While not taking away from the loss of George Best, he is getting all of the news. Hidden among the headlines and not reported much, we should also remember that Richard Burns lost his fight for life. A sad time.
posted @ Monday, November 28, 2005 11:08 AM | Feedback (0)
MSDN ASP.NET 2.0 Provider Toolkit
In case anyone is interested, I've converted the provider toolkit into VB and you can get the code here. This code has a database ready for use with SQLEXPRESS and the config files reflect this.
posted @ Friday, November 25, 2005 1:06 PM | Feedback (1)
VBUG Conference Code
The PPT and code for the ASP.NET 2.0 Provider talk is now available, with VB code.
posted @ Friday, November 25, 2005 1:03 PM | Feedback (1)
Launch Tours and Events

Following on from last weeks event, I've had two more this week. On Monday night I headed over to Coventry Flying Club for the Midland VBUG evening, which has to be one of the funniest events I've been to. Very silly indeed. Videos from various luminaries saying "Have a great time", including Scott Guthrie, Don Box and Steve Ballmer. Yes Steve actually made an effort to record something - that's pretty cool.
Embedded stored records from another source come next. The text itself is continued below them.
#[test]
fn test_max_issues_bounds_decode_warnings() {
    let validator = test_support::validator_with(
        ValidatorConfig::builder()
            .unknown_elements(UnknownElementPolicy::Warn)
            .max_issues(1)
            .build(),
    );

    let (node, outcome) = validator.validate_json_outcome(
        br#"{"resourceType":"Binary","contentType":"text/plain","a":1,"b":2,"c":3}"#,
        "Binary",
    );
    assert!(node.is_some());
    assert_eq!(outcome.issues.len(), 1);
    assert_eq!(outcome.issues[0].severity, IssueSeverity::Warning);
    assert_eq!(outcome.issues[0].error.path, "a");
    assert!(outcome.truncated);
    assert!(outcome.valid);
}

#[test]
fn test_config_from_yaml() {
    let config = ValidatorConfig::from_yaml(
        r#"
exec:
  max_depth: 16
decoding:
  unknown_elements: Warn
contained:
  mode: Resolve
"#,
    )
    .unwrap();
    assert_eq!(config.contained.mode, ContainedMode::Resolve);
    assert_eq!(config.decoding.unknown_elements, UnknownElementPolicy::Warn);

    let validator = test_support::validator_with(config);
    assert_eq!(validator.plan().max_depth, 16);
    assert!(validator.plan().contained.resolve);
    assert!(!validator.codec().options().is_strict());
}

#[test]
fn test_operation_outcome() {
    let validator = test_support::validator(Preset::Strict);
    let outcome = validator.validate_outcome(&Node::resource("Binary"));

    let op = outcome.to_operation_outcome();
    assert_eq!(op["issue"][0]["code"], "required");
    assert_eq!(op["issue"][0]["expression"][0], "contentType");
}

#[test]
fn test_unregistered_root_type() {
    let validator = test_support::validator(Preset::Strict);
    let errors = validator.validate(&Node::new("Device")).unwrap_err();
    assert_eq!(summarize(&errors), vec![(String::new(), "type-mismatch")]);
}

#[test]
fn test_batch_and_shared_use() {
    let validator = Arc::new(test_support::validator(Preset::Strict));
    let good = decode(&validator, "ClaimItem", valid_item());
    let bad = Node::new("ClaimItem");

    let outcomes = validator.validate_batch(&[good.clone(), bad]);
    assert!(outcomes[0].valid);
    assert_eq!(outcomes[1].error_count(), 3);

    std::thread::scope(|scope| {
        for _ in 0..4 {
            let validator = Arc::clone(&validator);
            let good = &good;
            scope.spawn(move || assert!(validator.validate(good).is_ok()));
        }
    });
}

#[test]
fn test_resolver_only_knows_resources() {
    let schemas = test_support::schemas();
    let found: Option<Arc<TypeDescriptor>> = schemas.resolve_resource_type("Binary");
    assert!(found.is_some());
    assert!(schemas.resolve_resource_type("Period").is_none());
}
//! Choice fields on the wire
//!
//! A choice occupies exactly one key, `{field}{Tag}` (plus `_{field}{Tag}` for primitive
//! metadata). Keys are matched by name only; the payload is never inspected to guess a tag.

use crate::decode::Decoder;
use crate::encode::Encoder;
use crate::error::{DecodeError, EncodeError};
use serde_json::{Map, Value};
use std::sync::Arc;
use tessera_models::{
    ChoiceValue, ElementPath, KeyMatch, PathedError, TypeRef, Variant, VariantDescriptor,
};

/// Whether a choice field must be populated
#[derive(Debug, Clone, Copy, PartialEq, Eq)]
pub enum Presence {
    Required,
    Optional,
}

/// Path used for errors about the choice as a whole (`value[x]`)
pub(crate) fn choice_path(parent: &ElementPath, descriptor: &VariantDescriptor) -> ElementPath {
    parent.field(&format!("{}[x]", descriptor.field_name()))
}

/// Decode the choice from the keys already assigned to it.
///
/// Zero matches is `MissingChoice` or absent depending on `presence`; more than one distinct
/// tag is `AmbiguousChoice` naming every tag seen, in wire order.
pub(crate) fn decode_from_keys(
    decoder: &mut Decoder<'_>,
    object: &Map<String, Value>,
    descriptor: &Arc<VariantDescriptor>,
    keys: &[&str],
    presence: Presence,
    parent: &ElementPath,
    depth: usize,
) -> Result<Option<ChoiceValue>, DecodeError> {
    let mut selected: Vec<&Variant> = Vec::new();

    for &key in keys {
        let base = key.strip_prefix('_').unwrap_or(key);
        match descriptor.match_key(base) {
            KeyMatch::Known(variant) => {
                if !selected.iter().any(|v| v.tag == variant.tag) {
                    selected.push(variant);
                }
            }
            KeyMatch::Unknown(tag) => decoder.unknown(PathedError::unknown_variant(
                &parent.field(key),
                descriptor.field_name(),
                tag,
            ))?,
            KeyMatch::NotPrefixed => {}
        }
    }

    let variant = match selected.as_slice() {
        [] => {
            return match presence {
                Presence::Required => Err(PathedError::missing_choice(
                    &choice_path(parent, descriptor),
                    descriptor.field_name(),
                )
                .into()),
                Presence::Optional => Ok(None),
            }
        }
        [variant] => *variant,
        many => {
            let tags = many.iter().map(|v| v.tag.clone()).collect();
            return Err(
                PathedError::ambiguous_choice(&choice_path(parent, descriptor), tags).into(),
            );
        }
    };

    let key = descriptor.wire_key(&variant.tag);
    let path = parent.field(&key);
    let meta = match variant.kind {
        TypeRef::Primitive(_) => object.get(&format!("_{}", key)),
        _ => None,
    };
    let Some(payload) = decoder.decode_single(&variant.kind, object.get(&key), meta, &path, depth)?
    else {
        return Ok(None);
    };

    let choice = ChoiceValue::new(descriptor, &variant.tag, payload)
        .map_err(|err| PathedError::type_mismatch(&path, err.to_string()))?;
    Ok(Some(choice))
}

/// Scan every key of `object` for variants of `descriptor`.
pub(crate) fn decode_standalone(
    decoder: &mut Decoder<'_>,
    object: &Map<String, Value>,
    descriptor: &Arc<VariantDescriptor>,
    presence: Presence,
) -> Result<Option<ChoiceValue>, DecodeError> {
    let keys: Vec<&str> = object
        .keys()
        .map(String::as_str)
        .filter(|key| {
            let base = key.strip_prefix('_').unwrap_or(*key);
            descriptor.match_key(base) != KeyMatch::NotPrefixed
        })
        .collect();
    decode_from_keys(
        decoder,
        object,
        descriptor,
        &keys,
        presence,
        &ElementPath::root(),
        0,
    )
}

/// Emit the single `{field}{Tag}` key (and its `_` metadata key) for `choice`.
pub(crate) fn encode_into(
    encoder: &Encoder<'_>,
    choice: &ChoiceValue,
    declared: &VariantDescriptor,
    parent: &ElementPath,
    out: &mut Map<String, Value>,
) -> Result<(), EncodeError> {
    let key = declared.wire_key(choice.tag());
    let path = parent.field(&key);
    let kind = declared.resolve(choice.tag()).ok_or_else(|| {
        EncodeError::shape(
            &path,
            format!(
                "'{}' is not a declared variant of {}[x]",
                choice.tag(),
                declared.field_name()
            ),
        )
    })?;
    encoder.encode_element(&key, kind, choice.payload(), &path, out)
}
Many people, myself included, had proposed our favourite feature and these were voted on by all present. I went for master pages and was the only one to say so live - everyone else did videos. The winning feature was code snippets, by Mike Taulty, but I reckon he only won because his video was so funny. Inspired. And fueled by some strange substances I reckon. James missed a great evening because he got lost. With a GPS and TomTom. Sad, very sad.
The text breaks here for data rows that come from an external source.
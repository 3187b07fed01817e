//! Choice fields: exactly one declared variant, with a payload of the declared kind
//!
//! Two populated variants cannot be represented by `ChoiceValue`; that case is caught when
//! decoding. What remains here is absence, foreign tags and payload shape.

use tessera_models::{ElementPath, FieldShape, FieldSlot, Node, PathedError, TypeDescriptor};

pub fn validate_choices(
    node: &Node,
    schema: &TypeDescriptor,
    path: &ElementPath,
    errors: &mut Vec<PathedError>,
) {
    for field in schema.fields() {
        let FieldShape::Choice(declared) = &field.shape else {
            continue;
        };

        let Some(FieldSlot::Choice(choice)) = node.get(&field.name) else {
            // A slot of another shape is reported by the structure step
            if field.is_required() && !node.contains(&field.name) {
                errors.push(PathedError::missing_choice(
                    &path.field(&format!("{}[x]", declared.field_name())),
                    declared.field_name(),
                ));
            }
            continue;
        };

        let payload_path = path.field(&declared.wire_key(choice.tag()));
        match declared.resolve(choice.tag()) {
            None => errors.push(PathedError::unknown_variant(
                &payload_path,
                declared.field_name(),
                choice.tag(),
            )),
            Some(kind) => {
                if let Err(detail) = choice.payload().conforms_to(kind) {
                    errors.push(PathedError::type_mismatch(&payload_path, detail));
                }
            }
        }
    }
}
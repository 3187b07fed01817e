//! Choice values (`value[x]`, `defaultValue[x]`, `fixed[x]`, ...)
//!
//! A choice value is a true sum: one tag, one payload. Holding two variants at once is not
//! representable, so exclusivity is enforced by the type rather than by scanning optional
//! fields.

use crate::error::{Error, Result};
use crate::node::Element;
use crate::schema::{TypeRef, VariantDescriptor};
use std::sync::Arc;

#[derive(Debug, Clone)]
pub struct ChoiceValue {
    descriptor: Arc<VariantDescriptor>,
    tag: String,
    payload: Box<Element>,
}

impl ChoiceValue {
    /// Select exactly one variant of `descriptor`.
    ///
    /// Fails when the tag is not declared or the payload's shape does not fit the
    /// variant's kind.
    pub fn new(
        descriptor: &Arc<VariantDescriptor>,
        tag: &str,
        payload: impl Into<Element>,
    ) -> Result<Self> {
        let payload = payload.into();
        let kind = descriptor
            .resolve(tag)
            .ok_or_else(|| Error::UnknownVariantTag {
                field: descriptor.field_name().to_string(),
                tag: tag.to_string(),
            })?;

        payload
            .conforms_to(kind)
            .map_err(|reason| Error::VariantPayloadMismatch {
                field: descriptor.field_name().to_string(),
                tag: tag.to_string(),
                reason,
            })?;

        Ok(Self {
            descriptor: Arc::clone(descriptor),
            tag: tag.to_string(),
            payload: Box::new(payload),
        })
    }

    pub fn descriptor(&self) -> &Arc<VariantDescriptor> {
        &self.descriptor
    }

    pub fn field_name(&self) -> &str {
        self.descriptor.field_name()
    }

    pub fn tag(&self) -> &str {
        &self.tag
    }

    /// Declared payload kind of the selected variant
    pub fn kind(&self) -> Option<&TypeRef> {
        self.descriptor.resolve(&self.tag)
    }

    pub fn payload(&self) -> &Element {
        &self.payload
    }

    pub fn into_payload(self) -> Element {
        *self.payload
    }

    /// Key this value occupies on the wire (`valueBoolean`)
    pub fn wire_key(&self) -> String {
        self.descriptor.wire_key(&self.tag)
    }
}

impl PartialEq for ChoiceValue {
    fn eq(&self, other: &Self) -> bool {
        self.field_name() == other.field_name()
            && self.tag == other.tag
            && self.payload == other.payload
    }
}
Tuesday was back in the big smoke for the second launch day in London, once again on the Ask The Experts area and a Chalk and Talk on ASP.NET 2.0. Mostly a Q&A, but with Mike Ormond doing some demos. A pretty good day.
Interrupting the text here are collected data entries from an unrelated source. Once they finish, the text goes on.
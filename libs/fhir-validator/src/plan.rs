use crate::{ContainedConfig, ContainedMode, PrimitivesConfig, PrimitivesMode};
use tessera_format::DecodeOptions;

/// Compiled validation plan - per-node checks plus traversal limits
#[derive(Debug, Clone)]
pub struct ValidationPlan {
    /// Checks applied to every node, in order, before descending into its children
    pub steps: Vec<Step>,
    pub contained: ContainedPlan,
    pub fail_fast: bool,
    pub max_issues: usize,
    pub max_depth: usize,
    /// Used by `Validator::validate_json`
    pub decode: DecodeOptions,
}

#[derive(Debug, Clone)]
pub enum Step {
    /// Undeclared fields and slots whose shape differs from the schema
    Structure,
    /// Required fields and fixed discriminators
    Required,
    /// Exactly one declared variant per choice field
    Choices,
    /// Declared list bounds
    Cardinality,
    Primitives(PrimitivesPlan),
}

// ============================================================================
// Step Plans
// ============================================================================

#[derive(Debug, Clone)]
pub struct PrimitivesPlan {
    pub lexical: bool,
}

impl From<&PrimitivesConfig> for PrimitivesPlan {
    fn from(cfg: &PrimitivesConfig) -> Self {
        Self {
            lexical: cfg.mode == PrimitivesMode::Lexical,
        }
    }
}

#[derive(Debug, Clone)]
pub struct ContainedPlan {
    /// Resolve opaque slots through the validator's resolver and walk the result
    pub resolve: bool,
}

impl From<&ContainedConfig> for ContainedPlan {
    fn from(cfg: &ContainedConfig) -> Self {
        Self {
            resolve: cfg.mode == ContainedMode::Resolve,
        }
    }
}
Next week it's Vienna and Reading.

posted @ Wednesday, November 16, 2005 2:14 PM | Feedback (4)
SQL Server 2005 Install Woes

So, this is the second time I've tried to install this on my main development machine (fine on my laptop) and it's failed. The installation tells me to look at the logs, but to be quite honest these are useless. They are huge and it's impossible to find the reason for failure; it's not put at the end of the file, but buried within the rest of the logging information. Wouldn't it make sense to include the error information at the end, where it can easily be found? The only nice part is this line:

Hello, I'm your 32bit Elevated custom action server.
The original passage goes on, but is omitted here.